Task details: Whenever a line in the listing below holds the string "first", include it in the count. Say how many such lines there are and nothing more.
___
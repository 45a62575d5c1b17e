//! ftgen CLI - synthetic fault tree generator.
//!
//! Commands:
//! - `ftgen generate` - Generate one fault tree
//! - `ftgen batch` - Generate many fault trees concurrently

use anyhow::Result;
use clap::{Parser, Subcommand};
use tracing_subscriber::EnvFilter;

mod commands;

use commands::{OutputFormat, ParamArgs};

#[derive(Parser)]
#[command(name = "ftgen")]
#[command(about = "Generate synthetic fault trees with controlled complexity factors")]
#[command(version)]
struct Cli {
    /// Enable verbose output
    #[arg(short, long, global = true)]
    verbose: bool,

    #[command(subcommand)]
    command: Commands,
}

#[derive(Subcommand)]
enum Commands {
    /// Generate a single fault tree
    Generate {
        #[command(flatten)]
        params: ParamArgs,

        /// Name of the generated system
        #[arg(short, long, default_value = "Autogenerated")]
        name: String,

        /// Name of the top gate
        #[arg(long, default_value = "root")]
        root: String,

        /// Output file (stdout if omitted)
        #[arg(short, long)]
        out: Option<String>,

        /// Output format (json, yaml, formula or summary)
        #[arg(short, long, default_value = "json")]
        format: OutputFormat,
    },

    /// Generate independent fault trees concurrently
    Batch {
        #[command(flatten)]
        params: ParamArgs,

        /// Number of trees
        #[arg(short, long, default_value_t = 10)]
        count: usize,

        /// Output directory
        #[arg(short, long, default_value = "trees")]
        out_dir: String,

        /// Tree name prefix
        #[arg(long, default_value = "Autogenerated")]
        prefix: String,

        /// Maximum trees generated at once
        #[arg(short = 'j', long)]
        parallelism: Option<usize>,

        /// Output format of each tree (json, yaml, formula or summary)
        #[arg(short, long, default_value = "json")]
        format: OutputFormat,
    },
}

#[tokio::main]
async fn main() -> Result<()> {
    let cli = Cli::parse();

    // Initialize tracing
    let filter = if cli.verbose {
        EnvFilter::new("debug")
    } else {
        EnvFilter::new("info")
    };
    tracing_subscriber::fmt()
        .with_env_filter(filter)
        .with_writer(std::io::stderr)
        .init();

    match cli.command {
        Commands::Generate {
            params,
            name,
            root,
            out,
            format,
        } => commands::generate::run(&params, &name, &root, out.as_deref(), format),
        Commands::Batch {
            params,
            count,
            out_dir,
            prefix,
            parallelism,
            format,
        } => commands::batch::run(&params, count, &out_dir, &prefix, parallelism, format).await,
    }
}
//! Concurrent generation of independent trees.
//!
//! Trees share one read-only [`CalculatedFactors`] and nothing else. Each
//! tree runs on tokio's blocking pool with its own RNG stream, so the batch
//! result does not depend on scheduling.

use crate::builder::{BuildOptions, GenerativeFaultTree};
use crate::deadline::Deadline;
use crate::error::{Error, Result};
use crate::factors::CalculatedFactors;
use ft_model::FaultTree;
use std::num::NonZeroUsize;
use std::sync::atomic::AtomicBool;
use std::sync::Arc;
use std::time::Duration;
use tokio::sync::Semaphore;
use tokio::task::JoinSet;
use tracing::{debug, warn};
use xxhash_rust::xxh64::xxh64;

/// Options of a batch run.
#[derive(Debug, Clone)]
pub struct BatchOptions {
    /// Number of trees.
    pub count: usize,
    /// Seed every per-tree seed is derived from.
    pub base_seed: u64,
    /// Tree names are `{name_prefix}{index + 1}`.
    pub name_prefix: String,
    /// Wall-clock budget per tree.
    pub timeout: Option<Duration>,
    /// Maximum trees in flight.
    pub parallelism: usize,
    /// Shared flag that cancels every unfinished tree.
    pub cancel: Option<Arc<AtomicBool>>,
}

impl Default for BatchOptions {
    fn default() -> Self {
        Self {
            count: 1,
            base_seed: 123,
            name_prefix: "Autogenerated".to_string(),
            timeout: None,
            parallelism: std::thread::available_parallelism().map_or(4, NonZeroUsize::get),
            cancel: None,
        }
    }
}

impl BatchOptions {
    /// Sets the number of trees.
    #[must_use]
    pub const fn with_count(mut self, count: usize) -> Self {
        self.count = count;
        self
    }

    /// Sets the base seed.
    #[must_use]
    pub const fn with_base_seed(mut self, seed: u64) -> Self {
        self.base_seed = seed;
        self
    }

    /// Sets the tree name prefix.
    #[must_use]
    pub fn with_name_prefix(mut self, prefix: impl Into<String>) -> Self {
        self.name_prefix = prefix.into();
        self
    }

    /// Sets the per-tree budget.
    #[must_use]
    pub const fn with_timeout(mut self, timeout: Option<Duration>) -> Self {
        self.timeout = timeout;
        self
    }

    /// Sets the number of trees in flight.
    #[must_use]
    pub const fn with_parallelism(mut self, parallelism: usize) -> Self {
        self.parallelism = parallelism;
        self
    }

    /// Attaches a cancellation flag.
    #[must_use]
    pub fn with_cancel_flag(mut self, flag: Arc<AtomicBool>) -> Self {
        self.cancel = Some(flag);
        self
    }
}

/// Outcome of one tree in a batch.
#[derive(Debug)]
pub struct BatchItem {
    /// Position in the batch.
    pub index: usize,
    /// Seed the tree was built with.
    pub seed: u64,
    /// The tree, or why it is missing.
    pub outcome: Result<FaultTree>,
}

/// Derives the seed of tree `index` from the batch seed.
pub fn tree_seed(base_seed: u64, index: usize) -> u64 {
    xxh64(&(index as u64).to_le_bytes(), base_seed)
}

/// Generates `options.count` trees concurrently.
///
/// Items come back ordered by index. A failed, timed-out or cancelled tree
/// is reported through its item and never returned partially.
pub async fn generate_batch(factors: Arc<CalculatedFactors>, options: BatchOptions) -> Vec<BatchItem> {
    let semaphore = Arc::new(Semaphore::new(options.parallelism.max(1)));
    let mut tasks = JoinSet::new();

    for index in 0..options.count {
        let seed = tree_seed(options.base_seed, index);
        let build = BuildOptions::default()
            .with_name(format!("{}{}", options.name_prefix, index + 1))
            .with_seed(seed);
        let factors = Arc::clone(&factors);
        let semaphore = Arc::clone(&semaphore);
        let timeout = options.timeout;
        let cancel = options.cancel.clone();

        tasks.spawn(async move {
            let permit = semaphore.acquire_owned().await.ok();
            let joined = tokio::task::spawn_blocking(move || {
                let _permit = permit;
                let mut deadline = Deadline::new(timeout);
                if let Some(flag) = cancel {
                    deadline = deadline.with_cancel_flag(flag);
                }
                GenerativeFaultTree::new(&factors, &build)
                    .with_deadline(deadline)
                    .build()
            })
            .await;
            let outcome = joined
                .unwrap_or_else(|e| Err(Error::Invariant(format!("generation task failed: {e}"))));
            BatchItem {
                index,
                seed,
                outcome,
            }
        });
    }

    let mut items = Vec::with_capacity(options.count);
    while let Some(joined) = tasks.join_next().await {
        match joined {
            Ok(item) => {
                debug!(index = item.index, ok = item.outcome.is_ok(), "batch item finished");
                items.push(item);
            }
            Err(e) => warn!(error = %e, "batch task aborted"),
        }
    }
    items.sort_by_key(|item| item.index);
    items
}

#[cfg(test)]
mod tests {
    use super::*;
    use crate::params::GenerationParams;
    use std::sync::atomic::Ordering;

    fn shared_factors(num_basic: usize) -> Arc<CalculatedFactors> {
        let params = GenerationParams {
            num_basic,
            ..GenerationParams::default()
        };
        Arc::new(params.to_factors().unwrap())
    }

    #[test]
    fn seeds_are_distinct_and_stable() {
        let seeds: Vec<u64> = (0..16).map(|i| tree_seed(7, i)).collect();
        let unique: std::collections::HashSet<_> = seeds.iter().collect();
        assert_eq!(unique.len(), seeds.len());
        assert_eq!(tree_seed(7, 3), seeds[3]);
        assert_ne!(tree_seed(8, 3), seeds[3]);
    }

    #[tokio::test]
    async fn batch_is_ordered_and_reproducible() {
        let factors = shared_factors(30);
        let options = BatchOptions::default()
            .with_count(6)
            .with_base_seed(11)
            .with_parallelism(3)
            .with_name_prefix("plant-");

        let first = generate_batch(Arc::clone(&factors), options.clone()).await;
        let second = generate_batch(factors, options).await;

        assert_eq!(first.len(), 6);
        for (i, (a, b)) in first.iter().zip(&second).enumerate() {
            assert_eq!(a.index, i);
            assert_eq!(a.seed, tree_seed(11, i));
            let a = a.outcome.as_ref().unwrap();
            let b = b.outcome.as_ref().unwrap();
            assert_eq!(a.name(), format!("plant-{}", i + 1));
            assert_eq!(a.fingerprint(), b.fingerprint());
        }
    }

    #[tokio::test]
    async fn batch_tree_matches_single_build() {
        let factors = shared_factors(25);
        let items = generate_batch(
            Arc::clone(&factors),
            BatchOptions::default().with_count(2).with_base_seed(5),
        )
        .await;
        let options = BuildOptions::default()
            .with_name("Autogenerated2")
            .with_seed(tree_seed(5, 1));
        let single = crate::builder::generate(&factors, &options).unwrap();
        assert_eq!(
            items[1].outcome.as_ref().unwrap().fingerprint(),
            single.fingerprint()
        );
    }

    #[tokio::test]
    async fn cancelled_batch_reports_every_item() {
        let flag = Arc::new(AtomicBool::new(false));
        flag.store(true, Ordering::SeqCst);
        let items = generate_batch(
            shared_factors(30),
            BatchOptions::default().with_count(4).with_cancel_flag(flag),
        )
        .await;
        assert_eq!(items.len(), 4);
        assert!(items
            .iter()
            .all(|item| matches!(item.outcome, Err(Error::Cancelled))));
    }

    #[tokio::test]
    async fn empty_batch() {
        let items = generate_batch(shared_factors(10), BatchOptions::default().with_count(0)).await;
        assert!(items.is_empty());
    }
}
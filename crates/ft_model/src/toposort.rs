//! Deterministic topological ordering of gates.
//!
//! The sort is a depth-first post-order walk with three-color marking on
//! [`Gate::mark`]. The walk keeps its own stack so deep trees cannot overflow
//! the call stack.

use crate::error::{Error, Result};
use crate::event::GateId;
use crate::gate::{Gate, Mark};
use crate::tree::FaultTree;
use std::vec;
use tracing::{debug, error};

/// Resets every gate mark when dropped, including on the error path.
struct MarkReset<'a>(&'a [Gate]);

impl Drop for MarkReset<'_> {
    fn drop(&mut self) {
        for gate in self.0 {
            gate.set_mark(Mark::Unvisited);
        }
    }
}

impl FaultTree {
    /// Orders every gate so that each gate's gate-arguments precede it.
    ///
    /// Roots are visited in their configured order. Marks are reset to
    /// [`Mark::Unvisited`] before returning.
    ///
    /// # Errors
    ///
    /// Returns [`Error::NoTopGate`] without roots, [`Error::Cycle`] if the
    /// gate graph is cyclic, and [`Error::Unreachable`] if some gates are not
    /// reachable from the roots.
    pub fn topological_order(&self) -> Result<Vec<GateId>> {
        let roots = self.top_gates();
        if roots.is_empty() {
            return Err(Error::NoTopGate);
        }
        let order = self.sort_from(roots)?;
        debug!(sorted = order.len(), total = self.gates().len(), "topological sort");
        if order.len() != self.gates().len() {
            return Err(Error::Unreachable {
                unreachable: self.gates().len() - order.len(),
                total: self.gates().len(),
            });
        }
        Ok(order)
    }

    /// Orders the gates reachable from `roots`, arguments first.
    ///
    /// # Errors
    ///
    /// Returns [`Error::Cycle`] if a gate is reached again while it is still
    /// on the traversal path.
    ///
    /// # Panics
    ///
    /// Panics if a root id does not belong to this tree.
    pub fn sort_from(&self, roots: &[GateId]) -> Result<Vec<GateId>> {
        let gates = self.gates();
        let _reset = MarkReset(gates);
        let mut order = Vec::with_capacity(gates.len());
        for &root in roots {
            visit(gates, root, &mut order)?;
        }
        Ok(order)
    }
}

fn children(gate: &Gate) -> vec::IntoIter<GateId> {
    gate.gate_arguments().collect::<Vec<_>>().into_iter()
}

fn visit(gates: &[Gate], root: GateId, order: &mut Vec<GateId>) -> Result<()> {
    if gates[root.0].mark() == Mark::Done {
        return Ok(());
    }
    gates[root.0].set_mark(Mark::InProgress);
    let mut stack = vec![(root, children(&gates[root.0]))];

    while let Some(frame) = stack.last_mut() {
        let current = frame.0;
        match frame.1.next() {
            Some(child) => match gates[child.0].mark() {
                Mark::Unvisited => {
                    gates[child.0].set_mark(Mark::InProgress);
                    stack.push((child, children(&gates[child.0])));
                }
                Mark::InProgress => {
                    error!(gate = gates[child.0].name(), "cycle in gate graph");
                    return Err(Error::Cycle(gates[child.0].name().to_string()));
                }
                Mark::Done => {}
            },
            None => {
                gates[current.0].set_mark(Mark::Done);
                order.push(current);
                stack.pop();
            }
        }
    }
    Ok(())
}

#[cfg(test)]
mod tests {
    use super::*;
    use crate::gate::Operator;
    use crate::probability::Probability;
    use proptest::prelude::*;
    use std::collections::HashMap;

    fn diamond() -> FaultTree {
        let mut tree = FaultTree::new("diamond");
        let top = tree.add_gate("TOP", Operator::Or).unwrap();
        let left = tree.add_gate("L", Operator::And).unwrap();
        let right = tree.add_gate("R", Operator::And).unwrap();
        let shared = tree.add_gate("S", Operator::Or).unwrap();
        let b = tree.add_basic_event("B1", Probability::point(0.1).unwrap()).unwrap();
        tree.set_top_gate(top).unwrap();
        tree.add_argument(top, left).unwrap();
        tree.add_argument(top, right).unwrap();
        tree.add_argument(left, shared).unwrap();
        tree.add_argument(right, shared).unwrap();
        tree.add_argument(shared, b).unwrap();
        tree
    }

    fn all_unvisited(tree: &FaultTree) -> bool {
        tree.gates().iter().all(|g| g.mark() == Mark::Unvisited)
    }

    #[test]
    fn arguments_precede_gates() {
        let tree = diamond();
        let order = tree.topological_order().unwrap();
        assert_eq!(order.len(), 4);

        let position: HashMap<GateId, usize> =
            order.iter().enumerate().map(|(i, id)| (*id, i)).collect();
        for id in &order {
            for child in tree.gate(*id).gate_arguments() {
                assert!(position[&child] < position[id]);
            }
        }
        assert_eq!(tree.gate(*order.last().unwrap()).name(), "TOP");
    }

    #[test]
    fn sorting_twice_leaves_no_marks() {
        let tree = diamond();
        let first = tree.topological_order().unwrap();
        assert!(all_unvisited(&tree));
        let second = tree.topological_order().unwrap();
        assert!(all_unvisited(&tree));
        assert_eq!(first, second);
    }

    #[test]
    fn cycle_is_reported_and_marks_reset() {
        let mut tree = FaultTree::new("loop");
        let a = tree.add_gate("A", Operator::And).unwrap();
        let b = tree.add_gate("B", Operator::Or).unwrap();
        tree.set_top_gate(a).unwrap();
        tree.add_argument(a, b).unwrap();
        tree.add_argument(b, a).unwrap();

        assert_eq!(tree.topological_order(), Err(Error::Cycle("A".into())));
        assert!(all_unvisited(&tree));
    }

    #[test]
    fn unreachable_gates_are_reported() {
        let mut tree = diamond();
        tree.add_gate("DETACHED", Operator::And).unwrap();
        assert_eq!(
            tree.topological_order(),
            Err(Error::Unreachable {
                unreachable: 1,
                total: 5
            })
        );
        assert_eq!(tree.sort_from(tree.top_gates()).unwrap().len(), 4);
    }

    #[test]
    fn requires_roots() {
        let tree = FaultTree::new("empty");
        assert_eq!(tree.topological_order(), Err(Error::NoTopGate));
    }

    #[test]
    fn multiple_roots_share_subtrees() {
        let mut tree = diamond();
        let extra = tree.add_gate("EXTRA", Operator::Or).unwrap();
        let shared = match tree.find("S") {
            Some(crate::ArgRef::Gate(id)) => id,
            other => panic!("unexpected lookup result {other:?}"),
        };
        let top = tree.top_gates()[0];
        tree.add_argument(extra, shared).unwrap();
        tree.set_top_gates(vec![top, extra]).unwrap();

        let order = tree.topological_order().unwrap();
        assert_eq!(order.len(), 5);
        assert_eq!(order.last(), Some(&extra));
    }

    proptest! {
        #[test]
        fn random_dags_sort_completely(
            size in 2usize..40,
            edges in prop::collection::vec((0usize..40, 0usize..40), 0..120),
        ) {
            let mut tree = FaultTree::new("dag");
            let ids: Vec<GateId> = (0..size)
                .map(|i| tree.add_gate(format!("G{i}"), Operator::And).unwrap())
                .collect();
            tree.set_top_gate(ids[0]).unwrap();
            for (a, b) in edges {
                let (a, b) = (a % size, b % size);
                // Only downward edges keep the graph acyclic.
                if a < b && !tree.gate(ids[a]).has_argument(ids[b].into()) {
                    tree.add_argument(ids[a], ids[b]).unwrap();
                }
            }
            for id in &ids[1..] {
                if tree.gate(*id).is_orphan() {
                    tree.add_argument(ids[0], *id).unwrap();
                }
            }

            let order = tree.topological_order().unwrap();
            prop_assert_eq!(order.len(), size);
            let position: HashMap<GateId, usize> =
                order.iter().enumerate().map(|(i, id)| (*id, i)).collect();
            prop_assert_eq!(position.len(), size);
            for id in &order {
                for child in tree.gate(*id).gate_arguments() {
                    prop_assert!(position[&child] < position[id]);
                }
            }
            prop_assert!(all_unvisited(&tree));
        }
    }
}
___
Task output: 7